The Federal High Court sitting in Abuja, has declined to issue an order of interim injunction to stop the scheduled swearing-in of Asiwaju Bola Tinubu of the ruling All Progressives Congress, APC, as President-elect, on May 29.
The court found that it lacked the necessary authority to grant the prayer that was contained in an ex-parte application that was presented before it by three persons who called themselves as Concerned Nigerians in a judgement that was given by Justice James Omotosho on Friday.
In their lawsuit, FHC/ABJ/C5/657/2023, the plaintiffs, Praise Ilemona Isaiah, Pastor Paul Isaac Audu, and Dr. Anongu Moses, claimed that Tinubu, who was declared the victor of the presidential election that took place on February 25, had lied under oath in the Form EC9 he submitted to the Independent National Electoral Commission, INEC, to support his eligibility to run for office.
The plaintiffs told the court that the President-elect falsely declared that he was not a citizen of any other country, despite the fact that he was in possession of a Guinean Passport.
On the issue of educational qualification, the plaintiffs told the court that investigations revealed that the Tinubu that attended Chicago University in the United States of America, was a female.
Besides, they alleged that whereas the President-elect claimed that he was born in 1957, it was discovered that 1952 was his actual date of birth.
They argued that Tinubu’s action was in gross violation of Section 117 of the Criminal Code Act as well as Section 156 of the Penal Code Act.
As a result, the parties involved asked the court, among other things, to issue a warrant for Tinubu’s arrest, keep him in custody, and prevent him from taking the oath of office while the matters before the Presidential Election Petition Court are being resolved.

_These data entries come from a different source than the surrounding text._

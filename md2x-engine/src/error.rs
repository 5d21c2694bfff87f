//! Error types for option parsing and validation
//!
//! Conversion itself never fails. These errors only surface when a caller
//! asks for strict parsing of option names or validates a configuration
//! before handing it to the engine.

use thiserror::Error;

/// Errors produced while parsing or validating [`crate::ConvertOptions`]
#[derive(Debug, Clone, PartialEq, Eq, Error)]
pub enum ConvertError {
    /// Mode name is not `article` or `thread`
    #[error("unknown mode '{0}' (expected 'article' or 'thread')")]
    UnknownMode(String),
    /// Code style name is not one of the supported renderings
    #[error("unknown code style '{0}' (expected 'inline', 'blockquote' or 'plain')")]
    UnknownCodeStyle(String),
    /// Thread segments need room for at least one character
    #[error("max length must be a positive number of characters, got {0}")]
    InvalidMaxLength(usize),
}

They further requested that Tinubu be prohibited from running for any elective office for the following ten years.
The plaintiffs testified before the court that they had cast ballots in the Tinubu-winning presidential election.
However, the court concluded in its decision that the lawsuit was “unconstitutional, frivolous, and vexatious,” adding that because the plaintiffs lacked locus standi (legal standing) to bring the action, the court lacked the authority to hear the case.
The court emphasized that only a candidate might contest the eligibility or nomination of a candidate in an election under section 285 (14) of the 1999 Constitution, as amended.
It further ruled that the Court of Appeal alone has jurisdiction to hear cases involving presidential election because the election has already been held.
While accusing the plaintiffs of wasting judicial time of the court by filing the suit which he described as an abuse of court process, Justice Omotosho held that the legal action was in bad faith as it was aimed to expose the judiciary to ridicule.
It was decided that the lawsuit, which aimed to halt the impending inauguration, had the potential to undermine the nation’s democracy.
Justice Omotosho declared that the court will not permit itself to be used as a tool to undermine the nation.
He threatened to report the attorneys who assisted the lawsuit’s plaintiffs to the Legal Practitioners Disciplinary Committee for taking a course of action “capable of dragging the judiciary to the mud.”
As a result, Justice Omotosho dismissed the case and gave each respondent a cost award of N10 million in Tinubu’s favor, N5 million in the APC’s favor, and another N1 million to be paid personally by the plaintiffs’ attorneys.
The court held that the cost awarded against the plaintiffs would attract 10% interest per annum, pending its final liquidation.
Taking the punitive action, Justice Omotosho claimed, was necessary “in view of the avalanche of frivolous suits” that attorneys have brought.